山積している問題はまだまだあるが、特に国内に目を向けるのであれば統治体制の強化が喫緊の課題と言えるだろう。事実上メリナード王国領は既に新生メリナード王国及び解放軍の制圧下にあるが、新生メリナード王国の統治の目が隅々にまで届いているかというとまだそのレベルには達していない。
国内の主だった都市や街は既に新生メリナード王国に恭順の意を示しているが、面従腹背という姿勢を取っている者達も居るだろう。まぁ、武力ではメリナード王国中の聖王国兵を駆逐した解放軍の指揮権を持つシルフィが圧倒的強者だ。結局のところ、最大の暴力を持つ者が最大の発言権を持つのは当たり前のことなので、時間はかかるだろうが国内の平定業務は徐々に進み、統治体制は強化されていくことだろう。まぁ、一筋縄では行かない連中も多いそうだが。

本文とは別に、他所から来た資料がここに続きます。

impl<B: Backend> DataStore<B> {
    pub fn new(backend: B) -> Self {
        DataStore { backend }
    }

    pub fn backend(&self) -> &B {
        &self.backend
    }

    // --- Lifecycle ---

    /// Create the empty document if nothing is persisted yet.
    pub fn init(&mut self) -> Result<(), StoreError> {
        if self.backend.get(DOCUMENT_KEY)?.is_none() {
            self.write(&Document::empty())?;
            info!("event=store_init status=ok");
        }
        Ok(())
    }

    /// Read the persisted document, creating it on first access.
    pub fn load(&mut self) -> Result<Document, StoreError> {
        match self.backend.get(DOCUMENT_KEY)? {
            Some(text) => serde_json::from_str(&text).map_err(StoreError::Corrupt),
            None => {
                let doc = Document::empty();
                self.write(&doc)?;
                info!("event=store_init status=ok");
                Ok(doc)
            }
        }
    }

    /// Stamp `last_updated` and persist the whole document.
    pub fn save(&mut self, doc: &mut Document) -> Result<(), StoreError> {
        doc.touch();
        self.write(doc)
    }

    fn write(&mut self, doc: &Document) -> Result<(), StoreError> {
        let json = serde_json::to_string_pretty(doc).map_err(StoreError::Serialize)?;
        self.backend.set(DOCUMENT_KEY, &json)
    }

    /// Load, apply `f`, and save. Nothing is persisted when `f` fails.
    pub fn mutate<T>(
        &mut self,
        f: impl FnOnce(&mut Document) -> Result<T, OpError>,
    ) -> Result<T, StoreError> {
        let mut doc = self.load()?;
        let out = f(&mut doc)?;
        self.save(&mut doc)?;
        Ok(out)
    }

    /// Discard the persisted document and start over with an empty one.
    pub fn clear_all(&mut self) -> Result<Document, StoreError> {
        self.preserve_current(RecoveryCategory::Clear, "document cleared");
        self.backend.remove(DOCUMENT_KEY)?;
        info!("event=store_clear status=ok");
        self.load()
    }

    /// Copy the current document into the recovery log before it is replaced.
    fn preserve_current(&self, category: RecoveryCategory, description: &str) {
        let Some(dir) = self.backend.recovery_dir() else {
            return;
        };
        if let Ok(Some(text)) = self.backend.get(DOCUMENT_KEY) {
            recovery::log_displaced_document(dir, category, description, text);
        }
    }

    // --- Categories ---

    pub fn create_category(
        &mut self,
        name: &str,
        group: CategoryGroup,
        color: Option<&str>,
    ) -> Result<Category, StoreError> {
        let category =
            self.mutate(|doc| category_ops::create_category(doc, name, group, color))?;
        debug!("event=category_create status=ok id={}", category.id);
        Ok(category)
    }

    pub fn update_category(&mut self, id: &str, patch: CategoryPatch) -> Result<Category, StoreError> {
        let category = self.mutate(|doc| category_ops::update_category(doc, id, patch))?;
        debug!("event=category_update status=ok id={}", id);
        Ok(category)
    }

    /// Returns the number of cascaded task deletions, or `None` if absent.
    pub fn delete_category(&mut self, id: &str) -> Result<Option<usize>, StoreError> {
        let removed = self.mutate(|doc| Ok(category_ops::delete_category(doc, id)))?;
        debug!(
            "event=category_delete status=ok id={} cascaded={}",
            id,
            removed.unwrap_or(0)
        );
        Ok(removed)
    }

    pub fn reorder_categories(&mut self, ordered_ids: &[String]) -> Result<usize, StoreError> {
        self.mutate(|doc| Ok(category_ops::reorder_categories(doc, ordered_ids)))
    }

    pub fn get_category(&mut self, id: &str) -> Result<Category, StoreError> {
        let doc = self.load()?;
        Ok(category_ops::find_category(&doc, id)?.clone())
    }

    pub fn list_categories(&mut self) -> Result<Vec<Category>, StoreError> {
        let doc = self.load()?;
        Ok(category_ops::list_categories(&doc).into_iter().cloned().collect())
    }

    // --- Tasks ---

    pub fn create_task(
        &mut self,
        title: &str,
        weight: u32,
        category_id: &str,
        priority: Priority,
    ) -> Result<Task, StoreError> {
        let task =
            self.mutate(|doc| task_ops::create_task(doc, title, weight, category_id, priority))?;
        debug!("event=task_create status=ok id={}", task.id);
        Ok(task)
    }

    pub fn update_task(&mut self, id: &str, patch: TaskPatch) -> Result<Task, StoreError> {
        let task = self.mutate(|doc| task_ops::update_task(doc, id, patch))?;
        debug!("event=task_update status=ok id={}", id);
        Ok(task)
    }

    pub fn toggle_completed(&mut self, id: &str) -> Result<Task, StoreError> {
        self.mutate(|doc| task_ops::toggle_completed(doc, id))
    }

    pub fn toggle_pinned(&mut self, id: &str) -> Result<Task, StoreError> {
        self.mutate(|doc| task_ops::toggle_pinned(doc, id))
    }

    /// Returns false when no such task existed.
    pub fn delete_task(&mut self, id: &str) -> Result<bool, StoreError> {
        let removed = self.mutate(|doc| Ok(task_ops::delete_task(doc, id)))?;
        debug!("event=task_delete status=ok id={} removed={}", id, removed);
        Ok(removed)
    }

    pub fn reorder_tasks(
        &mut self,
        category_id: &str,
        ordered_ids: &[String],
    ) -> Result<usize, StoreError> {
        self.mutate(|doc| Ok(task_ops::reorder_tasks(doc, category_id, ordered_ids)))
    }

    pub fn get_task(&mut self, id: &str) -> Result<Task, StoreError> {
        let doc = self.load()?;
        Ok(task_ops::find_task(&doc, id)?.clone())
    }

    pub fn list_tasks(&mut self) -> Result<Vec<Task>, StoreError> {
        let doc = self.load()?;
        Ok(task_ops::list_tasks(&doc).into_iter().cloned().collect())
    }

    pub fn list_tasks_in_category(&mut self, category_id: &str) -> Result<Vec<Task>, StoreError> {
        let doc = self.load()?;
        Ok(task_ops::list_tasks_in_category(&doc, category_id)
            .into_iter()
            .cloned()
            .collect())
    }

    // --- Progress ---

    pub fn category_progress(&mut self) -> Result<Vec<CategoryProgress>, StoreError> {
        Ok(progress::compute_category_progress(&self.load()?))
    }

    pub fn progress_for(&mut self, category_id: &str) -> Result<CategoryProgress, StoreError> {
        Ok(progress::category_progress(&self.load()?, category_id)?)
    }

    pub fn grouped_progress(
        &mut self,
    ) -> Result<indexmap::IndexMap<CategoryGroup, GroupProgress>, StoreError> {
        Ok(progress::compute_grouped_progress(&self.load()?))
    }

    pub fn overall_progress(&mut self) -> Result<OverallProgress, StoreError> {
        Ok(progress::overall_progress(&self.load()?))
    }

    // --- Import / export ---

    /// The full document, unmodified.
    pub fn export(&mut self) -> Result<Document, StoreError> {
        Ok(import::export_document(&self.load()?))
    }

    /// Replace the whole document with a repaired copy of `candidate`.
    ///
    /// On a validation failure the persisted document is left as it was.
    pub fn import(&mut self, candidate: &Value) -> Result<ImportReport, StoreError> {
        let (doc, report) = import::import_value(candidate)?;
        self.replace(doc, &report)?;
        Ok(report)
    }

    /// Read a previously exported file and import it.
    pub fn import_file(&mut self, path: &Path) -> Result<ImportReport, StoreError> {
        let text = fs::read_to_string(path).map_err(|e| ImportError::Read {
            path: path.to_path_buf(),
            source: e,
        })?;
        let (doc, report) = import::import_json(&text)?;
        self.replace(doc, &report)?;
        Ok(report)
    }

    fn replace(&mut self, mut doc: Document, report: &ImportReport) -> Result<(), StoreError> {
        self.preserve_current(RecoveryCategory::Import, "document replaced by import");
        self.save(&mut doc)?;
        info!(
            "event=import status=ok categories={} tasks={}",
            report.categories, report.tasks
        );
        if !report.is_clean() {
            warn!(
                "event=import_repair repaired_fields={} regenerated_ids={} dropped_orphans={} skipped_entries={}",
                report.repaired_fields,
                report.regenerated_ids,
                report.dropped_orphans,
                report.skipped_entries
            );
        }
        Ok(())
    }
}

他の問題と言えば国内のアドル教徒だろうか。彼らに関してはエレンやデッカード大司教、カテリーナ高司祭に任せる他ないだろう。無論、俺も稀人としてできる限りの協力はしていくつもりだが。
他にも細かい問題はいくらでもある。
「まぁ、俺には細かい政治的な駆け引きなんてわからんわけだが」
「ん」
「でしょうね」
アイラと何故かここにいるイフリータが俺の発言に同意して頷く。
ここはメリネスブルグに設置された研究開発部の開発室だ。人員はアーリヒブルグからメリネスブルグに同行した魔道士部隊の面々と、メリネスブルグにいた薬師や錬金術師、鍛冶職人や彫金師の中でも人物的に信用できる人々である。比較的若い人材が多いので腕の方は一流とは行かないが、やる気には満ち溢れている。

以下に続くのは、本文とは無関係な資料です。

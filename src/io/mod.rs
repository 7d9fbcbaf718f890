pub mod config_io;
pub mod lock;
pub mod recovery;
pub mod store;
pub mod store_io;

俺がここにいる理由は明快で、つまり不得意な分野に首を突っ込むよりも得意分野のモノづくりなり何なりをした方が遥かに有意義だということだ。
「それで、何故お前はここに居るんだ?」
「なによ、いちゃいけないっていうの?」
そう言ってイフリータ――シルフィ達エルフ姫四姉妹の次女――が腰に手を当てて気の強そうな目で睨みつけてくる。今日は赤ジャージではなく、アイラと似たような魔道士然とした服装をしている。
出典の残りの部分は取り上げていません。